Com o passar dos anos, o Pato Donald viu sua popularidade crescer de forma absurda. Junto ao Mickey e ao Pateta, ele formou a Santíssima Trindade da Disney. Mais do que isso, ele se tornou uma grande ferramenta de propaganda. Durante a Segunda Guerra Mundial, ele foi usado para criticar o nazismo e fazer campanha pela compra dos Bônus de Guerra. Com a chegada da chamada ‘Política da Boa Vizinhança’, Donald foi enviado em diversas viagens pela América Latina, apresentando ao mundo personagens como o Panchito e o queridíssimo Zé Carioca.

O sucesso dele foi tão grande que ganhou um universo próprio. Personagens como a Margarida, Huguinho, Zezinho e Luisinho, Tio Patinhas e muitos outros surgiram na franquia do Pato Donald, que era também um fenômeno mundial nas histórias em quadrinhos. Na Patópolis, Donald e seu núcleo viveram aventuras que iam desde releituras de clássicos da literatura, como a Viagem ao Centro da Terra, até situações do cotidiano, como tentar brincar com os sobrinhos. No Brasil, em especial, os gibis ligados ao Pato Donald sempre foram sucesso de vendas. Sua estreia foi em 1938, no Suplemento Juvenil de Adolfo Aizen. Anos mais tarde, em 1950, a revista O Pato Donald chegou com tudo junto a Editora Abril, sendo publicada ininterruptamente até julho de 2018, sendo o título de histórias em quadrinhos mais extenso da história brasileira.

Desenho do Pato Donald com uniforme do Botafogo.

É realmente interessante ver como um personagem 100% norte-americano caiu nas graças do povo brasileiro. Dois aspectos culturais muito fortes do Brasil, o samba e o futebol, trazem fortes ligações com o Pato Donald. A primeira é que os gibis do Pato Donald eram sucesso na juventude de alguns dos principais sambistas do país. Nomes como Zeca Pagodinho, Arlindo Cruz, Alexandre Pires e Dudu Nobre já falaram publicamente sobre as boas memórias que têm das aventuras dos personagens de Patópolis.

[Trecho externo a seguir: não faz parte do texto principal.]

//! WindowSummary - Rolling Window Aggregator output

use serde::{Deserialize, Serialize};

use crate::{TimestampMs, VehicleId};

/// Reduced statistics for one vehicle over one tumbling bucket
#[derive(Debug, Clone, PartialEq, Serialize, Deserialize)]
pub struct WindowSummary {
    pub vehicle_id: VehicleId,
    /// Bucket start (inclusive, epoch-aligned)
    pub window_start: TimestampMs,
    /// Bucket end (exclusive)
    pub window_end: TimestampMs,
    pub avg_co2_rate_g_per_km: f64,
    pub total_co2_grams: f64,
    pub avg_speed_kmh: f64,
    pub max_idle_seconds: u32,
    pub reading_count: u64,
}
//! Pipeline statistics and end-of-run report.

use std::fmt;
use std::time::Duration;

use contracts::{FleetSnapshot, VehicleStatus};
use ingestion::ReplayReport;
use observability::EmissionStatsAggregator;
use stream_engine::PipelineCounters;

/// Why the pipeline loop stopped
#[derive(Debug, Clone, Copy, Default, PartialEq, Eq)]
pub enum StopReason {
    /// Both input streams were exhausted
    #[default]
    InputExhausted,
    /// `--max-records` was reached
    MaxRecords,
    /// Ctrl-C or SIGTERM
    Signal,
    /// The dispatcher went away
    DispatcherClosed,
}

impl fmt::Display for StopReason {
    fn fmt(&self, f: &mut fmt::Formatter<'_>) -> fmt::Result {
        f.write_str(match self {
            Self::InputExhausted => "input exhausted",
            Self::MaxRecords => "max records reached",
            Self::Signal => "shutdown signal",
            Self::DispatcherClosed => "dispatcher closed",
        })
    }
}

/// Statistics from a pipeline run
#[derive(Debug, Clone, Default)]
pub struct PipelineStats {
    pub stop_reason: StopReason,

    /// Emission pipeline totals
    pub counters: PipelineCounters,

    /// Replay totals
    pub replay: ReplayReport,

    /// Per-sink (name, written, failed, dropped)
    pub sinks: Vec<(String, u64, u64, u64)>,

    /// Output aggregation
    pub emissions: EmissionStatsAggregator,

    /// Fleet view at shutdown
    pub fleet: FleetSnapshot,

    /// Total duration of the pipeline run
    pub duration: Duration,
}

impl PipelineStats {
    /// Emission records per second of wall time
    pub fn records_per_sec(&self) -> f64 {
        if self.duration.as_secs_f64() > 0.0 {
            self.counters.records as f64 / self.duration.as_secs_f64()
        } else {
            0.0
        }
    }

    /// Print detailed summary
    pub fn print_summary(&self) {
        println!("\n=== Pipeline Statistics ===\n");

        println!("Overview");
        println!("  Stopped: {}", self.stop_reason);
        println!("  Duration: {:.2}s", self.duration.as_secs_f64());
        println!("  Records/s: {:.2}", self.records_per_sec());

        println!("\nInput");
        println!("  Positions: {}", self.counters.positions);
        println!("  Telemetry: {}", self.counters.telemetry);
        println!("  Rejected: {}", self.replay.rejected);
        println!("  Undecodable: {}", self.replay.decode_errors);

        println!("\nEngine");
        println!("  Records: {}", self.counters.records);
        println!("  Alerts: {}", self.counters.alerts);
        println!("  Window summaries: {}", self.counters.summaries);
        println!("  Late records dropped: {}", self.counters.late_dropped);
        println!("  Telemetry evicted: {}", self.counters.telemetry_evicted);
        println!(
            "  Open windows discarded: {}",
            self.counters.open_windows_discarded
        );

        println!("\nFleet");
        println!("  Vehicles: {}", self.fleet.vehicles.len());
        println!("  Total CO2: {:.1} g", self.fleet.total_co2_grams());
        println!(
            "  Moving/Idle/Warning/Critical: {}/{}/{}/{}",
            self.fleet.count_with_status(VehicleStatus::Moving),
            self.fleet.count_with_status(VehicleStatus::Idle),
            self.fleet.count_with_status(VehicleStatus::Warning),
            self.fleet.count_with_status(VehicleStatus::Critical),
        );

        if !self.sinks.is_empty() {
            println!("\nSinks");
            for (name, written, failed, dropped) in &self.sinks {
                println!("  {name}: written={written}, failed={failed}, dropped={dropped}");
            }
        }

        println!("\n{}", self.emissions.summary());
    }
}
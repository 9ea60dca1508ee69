//! Config parsing
//!
//! TOML (primary) and JSON (alternative).

use contracts::{ContractError, PipelineBlueprint};

/// Config file format
#[derive(Debug, Clone, Copy, PartialEq, Eq)]
pub enum ConfigFormat {
    /// TOML (recommended)
    Toml,
    /// JSON
    Json,
}

impl ConfigFormat {
    /// Infer format from a file extension
    pub fn from_extension(ext: &str) -> Option<Self> {
        match ext.to_lowercase().as_str() {
            "toml" => Some(Self::Toml),
            "json" => Some(Self::Json),
            _ => None,
        }
    }
}

pub fn parse_toml(content: &str) -> Result<PipelineBlueprint, ContractError> {
    toml::from_str(content).map_err(|e| ContractError::ConfigParse {
        message: format!("TOML parse error: {e}"),
        source: Some(Box::new(e)),
    })
}

pub fn parse_json(content: &str) -> Result<PipelineBlueprint, ContractError> {
    serde_json::from_str(content).map_err(|e| ContractError::ConfigParse {
        message: format!("JSON parse error: {e}"),
        source: Some(Box::new(e)),
    })
}

pub fn parse(content: &str, format: ConfigFormat) -> Result<PipelineBlueprint, ContractError> {
    match format {
        ConfigFormat::Toml => parse_toml(content),
        ConfigFormat::Json => parse_json(content),
    }
}
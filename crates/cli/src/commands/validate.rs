//! `validate` command implementation.

use anyhow::{Context, Result};
use contracts::{PipelineBlueprint, SinkType, Topic};
use serde::Serialize;
use tracing::info;

use crate::cli::ValidateArgs;

/// Validation result for JSON output
#[derive(Serialize)]
struct ValidationResult {
    valid: bool,
    config_path: String,
    #[serde(skip_serializing_if = "Option::is_none")]
    error: Option<String>,
    #[serde(skip_serializing_if = "Option::is_none")]
    warnings: Option<Vec<String>>,
    #[serde(skip_serializing_if = "Option::is_none")]
    summary: Option<ConfigSummary>,
}

#[derive(Serialize)]
struct ConfigSummary {
    version: String,
    window_ms: u64,
    lateness_ms: u64,
    has_positions: bool,
    has_telemetry: bool,
    sink_count: usize,
}

/// Execute the `validate` command
pub fn run_validate(args: &ValidateArgs) -> Result<()> {
    info!(config = %args.config.display(), "Validating configuration");

    let result = validate_config(args);

    if args.json {
        let json = serde_json::to_string_pretty(&result)
            .context("Failed to serialize validation result")?;
        println!("{}", json);
    } else {
        print_validation_result(&result);
    }

    if result.valid {
        Ok(())
    } else {
        anyhow::bail!("Configuration validation failed")
    }
}

fn validate_config(args: &ValidateArgs) -> ValidationResult {
    let config_path = args.config.display().to_string();

    if !args.config.exists() {
        return ValidationResult {
            valid: false,
            config_path,
            error: Some(format!("File not found: {}", args.config.display())),
            warnings: None,
            summary: None,
        };
    }

    match config_loader::ConfigLoader::load_from_path(&args.config) {
        Ok(blueprint) => {
            let warnings = collect_warnings(&blueprint);

            ValidationResult {
                valid: true,
                config_path,
                error: None,
                warnings: if warnings.is_empty() {
                    None
                } else {
                    Some(warnings)
                },
                summary: Some(ConfigSummary {
                    version: format!("{:?}", blueprint.version),
                    window_ms: blueprint.engine.window.duration_ms,
                    lateness_ms: blueprint.engine.window.lateness_ms,
                    has_positions: blueprint.ingestion.positions_path.is_some(),
                    has_telemetry: blueprint.ingestion.telemetry_path.is_some(),
                    sink_count: blueprint.sinks.len(),
                }),
            }
        }
        Err(e) => ValidationResult {
            valid: false,
            config_path,
            error: Some(e.to_string()),
            warnings: None,
            summary: None,
        },
    }
}

/// Collect configuration warnings (non-fatal issues)
fn collect_warnings(blueprint: &PipelineBlueprint) -> Vec<String> {
    let mut warnings = Vec::new();
    let engine = &blueprint.engine;

    if blueprint.sinks.is_empty() {
        warnings.push("No sinks configured - outputs will only be counted".to_string());
    } else if !blueprint.routes_topic(Topic::Alerts) {
        warnings.push("No sink subscribes to the alerts topic".to_string());
    }

    if blueprint.ingestion.positions_path.is_none() {
        warnings.push("ingestion.positions_path is unset - pass --positions to run".to_string());
    }
    if blueprint.ingestion.telemetry_path.is_none() {
        warnings.push(
            "ingestion.telemetry_path is unset - every reading uses default telemetry".to_string(),
        );
    }

    if engine.alerts.emission_spike_g_per_km < engine.model.base_emission_factor {
        warnings.push(format!(
            "alerts.emission_spike_g_per_km ({}) is below model.base_emission_factor ({}) - \
             every moving reading will raise an emission spike",
            engine.alerts.emission_spike_g_per_km, engine.model.base_emission_factor
        ));
    }

    if engine.window.lateness_ms >= engine.window.duration_ms {
        warnings.push(format!(
            "engine.window.lateness_ms ({}) is not shorter than the window ({}) - \
             several windows per vehicle stay open",
            engine.window.lateness_ms, engine.window.duration_ms
        ));
    }

    for sink in &blueprint.sinks {
        if sink.sink_type == SinkType::Log && sink.accepts(Topic::Emissions) {
            warnings.push(format!(
                "Sink '{}' logs every emission record - consider topics = [\"alerts\", \"summaries\"]",
                sink.name
            ));
        }
    }

    warnings
}

fn print_validation_result(result: &ValidationResult) {
    if result.valid {
        println!("✓ Configuration is valid: {}", result.config_path);

        if let Some(ref summary) = result.summary {
            println!("\n  Version: {}", summary.version);
            println!(
                "  Window: {} ms (lateness {} ms)",
                summary.window_ms, summary.lateness_ms
            );
            println!("  Positions input: {}", yes_no(summary.has_positions));
            println!("  Telemetry input: {}", yes_no(summary.has_telemetry));
            println!("  Sinks: {}", summary.sink_count);
        }

        if let Some(ref warnings) = result.warnings {
            println!("\n⚠ Warnings:");
            for warning in warnings {
                println!("  - {}", warning);
            }
        }
    } else {
        println!("✗ Configuration is invalid: {}", result.config_path);
        if let Some(ref error) = result.error {
            println!("\n  Error: {}", error);
        }
    }
}

fn yes_no(value: bool) -> &'static str {
    if value { "yes" } else { "no" }
}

É um prazer cantar sobre essa turma da Disney, porque eu, quando garoto, colecionava gibi do Tio Patinhas. Então ficou fácil cantar sobre esse universo que fez parte da minha infância. Esse samba tá arrumadinho, tá animado. Acho que vai dar pagode lá na Disney”, brincou Arlindo Cruz no lançamento da música ‘Pagode Na Disney’, do álbum Disney Adventures In Samba, em 2010.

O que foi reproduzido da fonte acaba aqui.